俺は、何日もその疑問を、ずっと考え続けた——。
「アルヴィン、真面目にやってるか?」
親友の公爵子息のエドガーが、アルセリアの町にやってきた。
「用事を頼んだが、直接、来てくれたのか!?」
この間、王都に行った使いにエドガーに伝言を頼んだが、使いの者が来るとばかり思っていた。
「お前に会いにじゃなくて、町を見に来た」
「町を……?」
魔法の学校を作るって大事業が始まるが、公爵子息が興味を持つような町とは思えないが。

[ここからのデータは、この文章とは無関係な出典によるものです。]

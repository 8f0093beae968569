use std::collections::BTreeMap;
use std::fs::{self, File};
use std::io::{BufReader, BufWriter, Write};
use std::path::{Path, PathBuf};

use flate2::read::GzDecoder;
use flate2::write::GzEncoder;
use flate2::Compression;
use serde::{Deserialize, Serialize};
use tempfile::NamedTempFile;
use tracing::{debug, info};

use crate::simulation::config::Settings;
use crate::simulation::error::{AsimError, Result};
use crate::simulation::table::Table;

pub const CHECKPOINT_DIR: &str = "pipeline";
pub const CHECKPOINT_LOG: &str = "checkpoints.json";
pub const CHECKPOINT_VERSION: u16 = 1;

/// Name of the checkpoint holding the input tables.
pub const INIT_CHECKPOINT: &str = "init";

/// A completed step and the snapshot files of the tables it changed.
#[derive(Debug, Clone, PartialEq, Serialize, Deserialize)]
pub struct Checkpoint {
    pub sequence: usize,
    pub step: String,
    /// Table name to snapshot file name, relative to the checkpoint directory.
    pub tables: BTreeMap<String, String>,
}

#[derive(Debug, Clone, Serialize, Deserialize)]
struct CheckpointLog {
    version: u16,
    households_sample_size: usize,
    rng_base_seed: u64,
    closed: bool,
    checkpoints: Vec<Checkpoint>,
}

/// The checkpoint log of a pipeline run and its table snapshots, stored in
/// `<output_dir>/pipeline`. The log is rewritten atomically after each checkpoint.
#[derive(Debug)]
pub struct CheckpointStore {
    dir: PathBuf,
    log: CheckpointLog,
}

impl CheckpointStore {
    /// Starts an empty log, removing the checkpoints of any previous run.
    pub fn create(output_dir: &Path, settings: &Settings) -> Result<Self> {
        let dir = output_dir.join(CHECKPOINT_DIR);
        if dir.exists() {
            debug!("Removing previous checkpoints in {dir:?}");
            fs::remove_dir_all(&dir).map_err(AsimError::io(&dir))?;
        }
        fs::create_dir_all(&dir).map_err(AsimError::io(&dir))?;
        let store = CheckpointStore {
            dir,
            log: CheckpointLog {
                version: CHECKPOINT_VERSION,
                households_sample_size: settings.households_sample_size,
                rng_base_seed: settings.rng_base_seed,
                closed: false,
                checkpoints: Vec::new(),
            },
        };
        store.write_log()?;
        Ok(store)
    }

    /// Opens the log of an earlier run.
    pub fn open(output_dir: &Path) -> Result<Self> {
        let dir = output_dir.join(CHECKPOINT_DIR);
        let path = dir.join(CHECKPOINT_LOG);
        let file = File::open(&path).map_err(AsimError::io(&path))?;
        let log: CheckpointLog = serde_json::from_reader(BufReader::new(file))?;
        if log.version != CHECKPOINT_VERSION {
            return Err(AsimError::CheckpointVersion {
                found: log.version,
                expected: CHECKPOINT_VERSION,
            });
        }
        info!(
            "Opened checkpoint log {path:?} with {} checkpoints",
            log.checkpoints.len()
        );
        Ok(CheckpointStore { dir, log })
    }

    pub fn dir(&self) -> &Path {
        &self.dir
    }

    pub fn checkpoints(&self) -> &[Checkpoint] {
        &self.log.checkpoints
    }

    pub fn is_closed(&self) -> bool {
        self.log.closed
    }

    /// Fails if the checkpoints were written with a different sample or random seed, as their
    /// tables could not be continued with the current settings.
    pub fn check_compatible(&self, settings: &Settings) -> Result<()> {
        if self.log.households_sample_size != settings.households_sample_size {
            return Err(AsimError::IncompatibleCheckpoint {
                setting: "households_sample_size",
                stored: self.log.households_sample_size.to_string(),
                current: settings.households_sample_size.to_string(),
            });
        }
        if self.log.rng_base_seed != settings.rng_base_seed {
            return Err(AsimError::IncompatibleCheckpoint {
                setting: "rng_base_seed",
                stored: self.log.rng_base_seed.to_string(),
                current: settings.rng_base_seed.to_string(),
            });
        }
        Ok(())
    }

    /// Snapshots `tables` into `<table>.<sequence>.<step>.json.gz` and appends a checkpoint for
    /// `step`.
    pub fn write_checkpoint(&mut self, step: &str, tables: &[&Table]) -> Result<()> {
        let sequence = self.log.checkpoints.len();
        let mut files = BTreeMap::new();
        for table in tables {
            let file_name = format!("{}.{sequence}.{step}.json.gz", table.name());
            write_snapshot(&self.dir.join(&file_name), table)?;
            files.insert(table.name().to_string(), file_name);
        }
        let checkpoint = Checkpoint {
            sequence,
            step: step.to_string(),
            tables: files,
        };
        debug!("Writing checkpoint {checkpoint:?}");
        self.log.checkpoints.push(checkpoint);
        self.log.closed = false;
        self.write_log()
    }

    /// Drops every checkpoint after the last one of `step` and returns the tables as they were
    /// at that checkpoint.
    pub fn resume_after(&mut self, step: &str) -> Result<Vec<Table>> {
        let position = self
            .log
            .checkpoints
            .iter()
            .rposition(|c| c.step == step)
            .ok_or_else(|| AsimError::MissingCheckpoint(step.to_string()))?;

        let mut latest: BTreeMap<&str, &str> = BTreeMap::new();
        for checkpoint in &self.log.checkpoints[..=position] {
            for (table, file) in &checkpoint.tables {
                latest.insert(table.as_str(), file.as_str());
            }
        }
        let tables = latest
            .values()
            .map(|file| read_snapshot(&self.dir.join(file)))
            .collect::<Result<Vec<_>>>()?;

        let dropped = self.log.checkpoints.len() - position - 1;
        self.log.checkpoints.truncate(position + 1);
        self.log.closed = false;
        self.write_log()?;
        info!(
            "Resuming after checkpoint {step}: loaded {} tables, dropped {dropped} later checkpoints",
            tables.len()
        );
        Ok(tables)
    }

    /// Marks the log as belonging to a finished run.
    pub fn close(&mut self) -> Result<()> {
        self.log.closed = true;
        self.write_log()
    }

    fn write_log(&self) -> Result<()> {
        let path = self.dir.join(CHECKPOINT_LOG);
        let mut file = NamedTempFile::new_in(&self.dir).map_err(AsimError::io(&self.dir))?;
        serde_json::to_writer_pretty(&mut file, &self.log)?;
        file.flush().map_err(AsimError::io(&path))?;
        file.persist(&path)
            .map_err(|e| AsimError::io(&path)(e.error))?;
        Ok(())
    }
}

pub fn write_snapshot(path: &Path, table: &Table) -> Result<()> {
    let file = File::create(path).map_err(AsimError::io(path))?;
    let mut encoder = GzEncoder::new(BufWriter::new(file), Compression::fast());
    serde_json::to_writer(&mut encoder, table)?;
    encoder
        .finish()
        .and_then(|mut writer| writer.flush())
        .map_err(AsimError::io(path))?;
    Ok(())
}

pub fn read_snapshot(path: &Path) -> Result<Table> {
    let file = File::open(path).map_err(AsimError::io(path))?;
    let table = serde_json::from_reader(GzDecoder::new(BufReader::new(file)))?;
    Ok(table)
}

#[cfg(test)]
mod tests {
    use super::*;
    use crate::simulation::table::Column;

    fn table(name: &str, values: Vec<i64>) -> Table {
        let index = (1..=values.len() as i64).collect();
        let mut t = Table::new(name, "id", index).unwrap();
        t.set_column("value", Column::Int(values)).unwrap();
        t
    }

    #[test]
    fn snapshot_keeps_schema_and_values() {
        let dir = tempfile::tempdir().unwrap();
        let path = dir.path().join("t.init.json.gz");
        let mut t = table("households", vec![3, 4]);
        t.set_column("mode", Column::Str(vec!["WALK".into(), "BIKE".into()]))
            .unwrap();
        t.set_column("cost", Column::Float(vec![0.5, 1.25])).unwrap();
        write_snapshot(&path, &t).unwrap();
        assert_eq!(read_snapshot(&path).unwrap(), t);
    }

    #[test]
    fn resume_loads_latest_snapshot_per_table() {
        let dir = tempfile::tempdir().unwrap();
        let settings = Settings::default();
        let mut store = CheckpointStore::create(dir.path(), &settings).unwrap();
        store
            .write_checkpoint(
                INIT_CHECKPOINT,
                &[&table("households", vec![0, 0]), &table("persons", vec![1])],
            )
            .unwrap();
        store
            .write_checkpoint("a", &[&table("households", vec![1, 1])])
            .unwrap();
        store
            .write_checkpoint("b", &[&table("households", vec![2, 2])])
            .unwrap();

        let mut reopened = CheckpointStore::open(dir.path()).unwrap();
        assert_eq!(reopened.checkpoints().len(), 3);
        let tables = reopened.resume_after("a").unwrap();
        assert_eq!(tables.len(), 2);
        let households = tables.iter().find(|t| t.name() == "households").unwrap();
        assert_eq!(households.ints("value").unwrap(), &[1, 1]);

        let steps: Vec<_> = CheckpointStore::open(dir.path())
            .unwrap()
            .checkpoints()
            .iter()
            .map(|c| c.step.clone())
            .collect();
        assert_eq!(steps, vec![INIT_CHECKPOINT, "a"]);
        assert!(matches!(
            reopened.resume_after("b"),
            Err(AsimError::MissingCheckpoint(_))
        ));
    }

    #[test]
    fn refuses_other_sample_or_seed() {
        let dir = tempfile::tempdir().unwrap();
        let settings = Settings::default().set_households_sample_size(100);
        CheckpointStore::create(dir.path(), &settings).unwrap();
        let store = CheckpointStore::open(dir.path()).unwrap();
        assert!(store.check_compatible(&settings).is_ok());
        assert!(matches!(
            store.check_compatible(&settings.clone().set_households_sample_size(101)),
            Err(AsimError::IncompatibleCheckpoint {
                setting: "households_sample_size",
                ..
            })
        ));
        assert!(matches!(
            store.check_compatible(&settings.clone().set_rng_base_seed(9)),
            Err(AsimError::IncompatibleCheckpoint {
                setting: "rng_base_seed",
                ..
            })
        ));
    }

    #[test]
    fn rejects_unknown_log_version() {
        let dir = tempfile::tempdir().unwrap();
        let pipeline_dir = dir.path().join(CHECKPOINT_DIR);
        fs::create_dir_all(&pipeline_dir).unwrap();
        fs::write(
            pipeline_dir.join(CHECKPOINT_LOG),
            r#"{"version":99,"households_sample_size":0,"rng_base_seed":0,"closed":false,"checkpoints":[]}"#,
        )
        .unwrap();
        assert!(matches!(
            CheckpointStore::open(dir.path()),
            Err(AsimError::CheckpointVersion { found: 99, .. })
        ));
    }

    #[test]
    fn create_removes_previous_run() {
        let dir = tempfile::tempdir().unwrap();
        let settings = Settings::default();
        let mut store = CheckpointStore::create(dir.path(), &settings).unwrap();
        store
            .write_checkpoint(INIT_CHECKPOINT, &[&table("persons", vec![1])])
            .unwrap();
        store.close().unwrap();
        assert!(CheckpointStore::open(dir.path()).unwrap().is_closed());
        assert!(store.dir().join("persons.0.init.json.gz").exists());

        let store = CheckpointStore::create(dir.path(), &settings).unwrap();
        assert!(store.checkpoints().is_empty());
        assert!(!store.dir().join("persons.0.init.json.gz").exists());
    }

    #[test]
    fn repeated_step_keeps_every_snapshot() {
        let dir = tempfile::tempdir().unwrap();
        let mut store = CheckpointStore::create(dir.path(), &Settings::default()).unwrap();
        store
            .write_checkpoint(INIT_CHECKPOINT, &[&table("households", vec![0])])
            .unwrap();
        store
            .write_checkpoint("a", &[&table("households", vec![1])])
            .unwrap();
        store
            .write_checkpoint("a", &[&table("households", vec![2])])
            .unwrap();

        let files: Vec<_> = store
            .checkpoints()
            .iter()
            .map(|c| c.tables["households"].clone())
            .collect();
        assert_eq!(
            files,
            vec![
                "households.0.init.json.gz",
                "households.1.a.json.gz",
                "households.2.a.json.gz"
            ]
        );
        let first = read_snapshot(&store.dir().join(&files[1])).unwrap();
        assert_eq!(first.ints("value").unwrap(), &[1]);

        let tables = store.resume_after("a").unwrap();
        assert_eq!(tables[0].ints("value").unwrap(), &[2]);
        assert_eq!(store.checkpoints().len(), 3);
    }
}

「資料を読んでないな、アルヴィン。大事業って言うくらいだからとんでもなく変わるぞ、この町は」
言われて資料を読んだ。
確かに、これはもう第二の首都を作る規模じゃないか……!
「他の街や外国に行くのに、ちょうどいい場所にあるからな」
館の応接室で俺が資料を見るのを待っていたエドガーが言う。
「公爵家の屋敷も作りたいんだ」
「それはいいと思うが……まだ草案も出来てないぞ」
カルエルだった頃の、貧しいけど素朴な村が失われるのは寂しい気がした。
「それでお前に頼まれていた調べ物の方はこれだ」
応接室のテーブルに、紙の束が置かれる。
優秀な魔法使いの事が男女問わず書いてある。
「治癒魔法、身体強化……なんだ、これは?」
「魔法学校の教師になれそうな人物を探してるなら、得意な分野もあった方がいいだろう」
なるほど、気がきくな。
そう言う口実で、次にルカスに狙われる女魔法使いを知ろうと思ったんだが……。
「火属性、魔力判別、禁術……って、得意でいいのか?」
危ない奴もいるが……あっ!
——魔法陣……!!
これは——!
第二の首都をゼロから作るほどの計画……魔法陣……。
ルカスを捕まえる魔法陣……この街の規模なら……!
出来るかもしれない……。
捕まえて、魔力を封じる事が出来たら——。
殺せる——!
ルカスを殺せる——v
——やれるっ!!
俺は、魔法使いの塔を中心にしたアルセリアの町を、ルカスを捕える封印にする事にした——。
それからは、魔法陣を調べて、町の地形を調べた。
高低差も魔法陣の精度には関係がある。
取り憑かれたように、町作りに没頭する俺。
ルナリアはきっと俺に会いに来る——。
ルナリアが来るまでに、完成させたい!
図面が完成して、町の建設が始まる。
実際に作ると、予定とは違う箇所が出てきて、調整が大変だった。
そうして、作り始めて五年が経った。
俺は27歳になっていた。
魔法学園は一部が完成して稼働することになったが、街の完成はまだ遠かった。
そして、ルナリアが今世の恋人と魔法学園に入学してくる——。